Su crisis mayor también está aquí, el escándalo de los impuestos. Uno se queda hipnotizado
leyendo su recuento. En 1976, Bergman fue groseramente sacado de un ensayo y llevado a la
jefatura de policía para declarar sobre el dinero que debía al gobierno, porque su declaración era
incorrecta. Eso es algo que puede pasar cuando uno recurre a un gestor, presume que él lo llevará
todo estupenda y abiertamente, y descubre luego que, confiadamente, ha firmado papeles sin
entenderlos, o siquiera leerlos. La cuestión está en que Bergman era inocente de la acusación de
fraude premeditado, pero la hacienda sueca no evitó que las autoridades le trataran de forma
desabrida y cerril. El resultado fue una depresión nerviosa, una hospitalización, y un exilio
autoimpuesto en Alemania, entre sentimientos de rabia y profunda humillación.

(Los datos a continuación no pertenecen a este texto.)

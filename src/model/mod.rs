// SPDX-FileCopyrightText: 2025 Robin Vobruba <hoijui.quaero@gmail.com>
//
// SPDX-License-Identifier: AGPL-3.0-or-later

pub mod account;
pub mod author;
pub mod collection;
pub mod dataset;
pub mod file;
pub mod group;
pub mod parts;

use serde::Deserialize;

/// The one field of a paginated listing entry
/// that every enrichment step dereferences.
#[derive(Deserialize, Debug, Clone)]
pub struct Summary {
    pub id: Option<i64>,
}
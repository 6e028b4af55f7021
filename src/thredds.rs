// SPDX-FileCopyrightText: 2025 Robin Vobruba <hoijui.quaero@gmail.com>
//
// SPDX-License-Identifier: AGPL-3.0-or-later

//! Computes the total byte size of an OPeNDAP THREDDS catalogue
//! by walking its (possibly nested) catalogue XML.
//!
//! The upstream reports a size of 0 for such holdings;
//! the real number only exists spread over `dataSize` elements.

use crate::client::{ApiClient, Error};
use async_trait::async_trait;
use quick_xml::events::Event;
use quick_xml::name::ResolveResult;
use quick_xml::reader::NsReader;
use std::collections::{HashSet, VecDeque};

pub const THREDDS_NS: &str = "http://www.unidata.ucar.edu/namespaces/thredds/InvCatalog/v1.0";

/// Multiplier for a `dataSize` unit suffix.
/// Unknown units count as plain bytes.
#[must_use]
pub fn unit_factor(units: &str) -> u64 {
    match units {
        "Kbytes" => 1_000,
        "Mbytes" => 1_000_000,
        "Gbytes" => 1_000_000_000,
        "Tbytes" => 1_000_000_000_000,
        "Pbytes" => 1_000_000_000_000_000,
        _ => 1,
    }
}

/// Turns a catalogue's HTML page URL into its XML form.
#[must_use]
pub fn catalog_xml_url(html_url: &str) -> String {
    html_url.strip_suffix(".html").map_or_else(
        || html_url.to_owned(),
        |base| format!("{base}.xml"),
    )
}

/// Forms a sub-catalogue URL by replacing the final `catalog.xml`
/// of the parent URL with the reference's `xlink:href` value.
#[must_use]
pub fn sub_catalog_url(parent_url: &str, href: &str) -> String {
    parent_url.strip_suffix("catalog.xml").map_or_else(
        || href.to_owned(),
        |base| format!("{base}{href}"),
    )
}

/// What a single catalogue document contributes:
/// its own summed-up `dataSize` bytes,
/// plus the `xlink:href`s of its child catalogues.
#[derive(Debug, Default, PartialEq, Eq)]
pub struct ParsedCatalog {
    pub size: u64,
    pub refs: Vec<String>,
}

/// Extracts sizes and child references from one catalogue XML
/// document, considering only elements in the InvCatalog namespace.
pub fn parse_catalog(xml: &str) -> Result<ParsedCatalog, Error> {
    let mut reader = NsReader::from_str(xml);
    let config = reader.config_mut();
    config.trim_text_start = true;
    config.trim_text_end = true;

    let mut parsed = ParsedCatalog::default();
    let mut pending_units: Option<String> = None;
    loop {
        match reader.read_resolved_event()? {
            (ResolveResult::Bound(ns), Event::Start(element))
                if ns.as_ref() == THREDDS_NS.as_bytes() =>
            {
                match element.local_name().as_ref() {
                    // The size itself is the element's text content.
                    b"dataSize" => {
                        pending_units = Some(
                            element
                                .attributes()
                                .flatten()
                                .find(|attr| attr.key.local_name().as_ref() == b"units")
                                .map(|attr| String::from_utf8_lossy(&attr.value).into_owned())
                                .unwrap_or_default(),
                        );
                    }
                    b"catalogRef" => push_href(&element, &mut parsed.refs),
                    _ => {}
                }
            }
            (ResolveResult::Bound(ns), Event::Empty(element))
                if ns.as_ref() == THREDDS_NS.as_bytes() =>
            {
                if element.local_name().as_ref() == b"catalogRef" {
                    push_href(&element, &mut parsed.refs);
                }
            }
            (_, Event::Text(text)) => {
                if let Some(units) = pending_units.take() {
                    let raw = text.unescape()?;
                    match raw.trim().parse::<u64>() {
                        Ok(count) => parsed.size += count * unit_factor(&units),
                        Err(_) => {
                            tracing::warn!("Ignoring non-integer dataSize value: '{raw}'");
                        }
                    }
                }
            }
            (_, Event::End(_)) => {
                pending_units = None;
            }
            (_, Event::Eof) => break,
            _ => {}
        }
    }
    Ok(parsed)
}

fn push_href(element: &quick_xml::events::BytesStart<'_>, refs: &mut Vec<String>) {
    if let Some(href) = element
        .attributes()
        .flatten()
        .find(|attr| attr.key.local_name().as_ref() == b"href")
    {
        refs.push(String::from_utf8_lossy(&href.value).into_owned());
    }
}

/// Fetches catalogue documents by URL.
#[async_trait]
pub trait CatalogFetcher: Send + Sync {
    async fn fetch(&self, url: &str) -> Result<String, Error>;
}

#[async_trait]
impl CatalogFetcher for ApiClient {
    async fn fetch(&self, url: &str) -> Result<String, Error> {
        self.get_text(url).await
    }
}

/// Walks a catalogue tree iteratively (explicit work queue,
/// visited-URL set) and sums up all discovered byte sizes.
#[derive(Debug)]
pub struct SizeResolver<F> {
    fetcher: F,
}

impl<F: CatalogFetcher> SizeResolver<F> {
    pub const fn new(fetcher: F) -> Self {
        Self { fetcher }
    }

    /// Total byte size reachable from the catalogue
    /// whose HTML page is at `html_url`.
    pub async fn total_size(&self, html_url: &str) -> Result<u64, Error> {
        let mut total = 0;
        let mut visited = HashSet::new();
        let mut queue = VecDeque::from([catalog_xml_url(html_url)]);
        while let Some(url) = queue.pop_front() {
            if !visited.insert(url.clone()) {
                continue;
            }
            let xml = self.fetcher.fetch(&url).await?;
            let parsed = parse_catalog(&xml)?;
            total += parsed.size;
            for href in parsed.refs {
                queue.push_back(sub_catalog_url(&url, &href));
            }
        }
        Ok(total)
    }
}

#[cfg(test)]
mod tests {
    use super::*;
    use std::collections::HashMap;

    const NS_DECL: &str =
        r#"xmlns="http://www.unidata.ucar.edu/namespaces/thredds/InvCatalog/v1.0" xmlns:xlink="http://www.w3.org/1999/xlink""#;

    struct MapFetcher {
        catalogs: HashMap<String, String>,
    }

    #[async_trait]
    impl CatalogFetcher for MapFetcher {
        async fn fetch(&self, url: &str) -> Result<String, Error> {
            self.catalogs.get(url).cloned().ok_or_else(|| Error::Status {
                path: url.to_owned(),
                status: 404,
                body: String::new(),
            })
        }
    }

    #[test]
    fn unit_factors() {
        assert_eq!(unit_factor("Kbytes"), 1_000);
        assert_eq!(unit_factor("Mbytes"), 1_000_000);
        assert_eq!(unit_factor("Gbytes"), 1_000_000_000);
        assert_eq!(unit_factor("Tbytes"), 1_000_000_000_000);
        assert_eq!(unit_factor("Pbytes"), 1_000_000_000_000_000);
        assert_eq!(unit_factor("bytes"), 1);
        assert_eq!(unit_factor(""), 1);
    }

    #[test]
    fn url_rewriting() {
        assert_eq!(
            catalog_xml_url("https://opendap.example.org/thredds/catalog/x/catalog.html"),
            "https://opendap.example.org/thredds/catalog/x/catalog.xml"
        );
        assert_eq!(
            sub_catalog_url(
                "https://opendap.example.org/thredds/catalog/x/catalog.xml",
                "sub/catalog.xml"
            ),
            "https://opendap.example.org/thredds/catalog/x/sub/catalog.xml"
        );
    }

    #[test]
    fn sizes_outside_the_invcatalog_namespace_are_ignored() {
        let xml = format!(
            r#"<?xml version="1.0"?>
            <catalog {NS_DECL} xmlns:other="https://example.org/other">
              <dataset><dataSize units="Kbytes">5</dataSize></dataset>
              <other:dataSize units="Gbytes">9</other:dataSize>
            </catalog>"#
        );
        let parsed = parse_catalog(&xml).expect("parse failed");
        assert_eq!(parsed.size, 5_000);
        assert!(parsed.refs.is_empty());
    }

    #[tokio::test]
    async fn sums_across_nested_catalogues() {
        // A dataSize of 3 Mbytes, plus one child catalogue of 2 Gbytes.
        let root = format!(
            r#"<?xml version="1.0"?>
            <catalog {NS_DECL}>
              <dataset>
                <dataSize units="Mbytes">3</dataSize>
                <catalogRef xlink:href="child/catalog.xml" xlink:title="child"/>
              </dataset>
            </catalog>"#
        );
        let child = format!(
            r#"<?xml version="1.0"?>
            <catalog {NS_DECL}>
              <dataset><dataSize units="Gbytes">2</dataSize></dataset>
            </catalog>"#
        );
        let fetcher = MapFetcher {
            catalogs: HashMap::from([
                (
                    "https://opendap.example.org/thredds/catalog/catalog.xml".to_owned(),
                    root,
                ),
                (
                    "https://opendap.example.org/thredds/catalog/child/catalog.xml".to_owned(),
                    child,
                ),
            ]),
        };
        let resolver = SizeResolver::new(fetcher);
        let total = resolver
            .total_size("https://opendap.example.org/thredds/catalog/catalog.html")
            .await
            .expect("resolution failed");
        assert_eq!(total, 2_003_000_000);
    }

    #[tokio::test]
    async fn sums_two_sizes_within_one_catalogue() {
        let root = format!(
            r#"<?xml version="1.0"?>
            <catalog {NS_DECL}>
              <dataset>
                <dataSize units="Mbytes">500</dataSize>
                <dataSize units="Gbytes">2</dataSize>
              </dataset>
            </catalog>"#
        );
        let fetcher = MapFetcher {
            catalogs: HashMap::from([(
                "https://opendap.example.org/thredds/catalog.xml".to_owned(),
                root,
            )]),
        };
        let resolver = SizeResolver::new(fetcher);
        let total = resolver
            .total_size("https://opendap.example.org/thredds/catalog.html")
            .await
            .expect("resolution failed");
        assert_eq!(total, 2_500_000_000);
    }

    #[tokio::test]
    async fn already_visited_catalogues_are_not_fetched_again() {
        // The root references itself and its child;
        // the child references the root again.
        // Without the visited set this would never terminate.
        let root = format!(
            r#"<catalog {NS_DECL}>
              <dataset>
                <dataSize units="Kbytes">1</dataSize>
                <catalogRef xlink:href="catalog.xml"/>
                <catalogRef xlink:href="sub/catalog.xml"/>
              </dataset>
            </catalog>"#
        );
        let child = format!(
            r#"<catalog {NS_DECL}>
              <dataset>
                <dataSize units="Kbytes">2</dataSize>
              </dataset>
            </catalog>"#
        );
        let fetcher = MapFetcher {
            catalogs: HashMap::from([
                ("https://x.example.org/thredds/catalog.xml".to_owned(), root),
                (
                    "https://x.example.org/thredds/sub/catalog.xml".to_owned(),
                    child,
                ),
            ]),
        };
        let resolver = SizeResolver::new(fetcher);
        let total = resolver
            .total_size("https://x.example.org/thredds/catalog.html")
            .await
            .expect("resolution failed");
        assert_eq!(total, 3_000);
    }
}
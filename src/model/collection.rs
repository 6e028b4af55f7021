// SPDX-FileCopyrightText: 2025 Robin Vobruba <hoijui.quaero@gmail.com>
//
// SPDX-License-Identifier: AGPL-3.0-or-later

use super::author::Author;
use super::parts::{Category, CustomField, Funding, Timeline};
use serde::Deserialize;

/// A collection of datasets, in the full form returned by
/// `/account/collections/{id}` and the public version endpoints.
#[derive(Deserialize, Debug, Clone, Default)]
pub struct Collection {
    pub id: Option<i64>,
    pub title: Option<String>,
    pub doi: Option<String>,
    pub handle: Option<String>,
    pub url: Option<String>,
    pub description: Option<String>,
    pub group_id: Option<i64>,
    pub institution_id: Option<i64>,
    pub resource_id: Option<String>,
    pub resource_doi: Option<String>,
    pub resource_title: Option<String>,
    pub resource_link: Option<String>,
    pub resource_version: Option<i64>,
    pub version: Option<i64>,
    pub public: Option<i64>,
    pub citation: Option<String>,
    pub articles_count: Option<i64>,
    pub created_date: Option<String>,
    pub modified_date: Option<String>,
    pub published_date: Option<String>,
    pub timeline: Option<Timeline>,
    #[serde(default)]
    pub tags: Vec<String>,
    #[serde(default)]
    pub references: Vec<String>,
    #[serde(default)]
    pub categories: Vec<Category>,
    #[serde(default)]
    pub authors: Vec<Author>,
    #[serde(default)]
    pub custom_fields: Vec<CustomField>,
    #[serde(default)]
    pub funding_list: Vec<Funding>,

    /// Attached during enrichment, never sent by the upstream.
    #[serde(skip)]
    pub account_id: Option<i64>,
    #[serde(skip)]
    pub is_latest: Option<i64>,
    #[serde(skip)]
    pub is_editable: Option<i64>,
}

impl Collection {
    pub fn mark_current(&mut self, account_id: Option<i64>) {
        self.account_id = account_id;
        self.is_latest = Some(1);
        self.is_editable = Some(1);
        self.version = None;
    }

    pub fn mark_version(&mut self, account_id: Option<i64>) {
        self.account_id = account_id;
        self.is_latest = Some(0);
        self.is_editable = Some(0);
    }
}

En fin, la imagen que uno saca es la de una personalidad altamente emotiva, no fácilmente
adaptable a la vida en este mundo frío y cruel, pero muy profesional y productiva, y desde luego un
genio del arte dramático. A juzgar por la traducción, Bergman escribe muy bien y, con frecuencia,
sus descripciones prenden y emocionan. Yo devoré cada página, pero no se me puede hacer
demasiado caso, porque siento el mayor interés hacia este artista particular. Se me hace difícil
creer que ha cumplido ya los setenta años. En su libro recuerda que, cuando tenía diez años, le
regalaron una linterna mágica, que proyectaba sombras en la pared. Eso despertó en él una pasión
amorosa por el cine, conmovedora en la intensidad de su sentimiento. Ahora que su fama es
mundial y ya no hace más películas, escribe lo siguiente: “La butaca es cómoda, la habitación
acogedora, se hace la oscuridad y las primeras imágenes tiemblan en la pantalla blanca. Todo está
en calma, el proyector susurra débilmente en la insonorizada sala de proyección. Las sombras se
mueven, vuelven sus rostros hacia mí, quieren que preste atención a sus destinos. Han pasado
sesenta años, pero la emoción sigue siendo la misma.”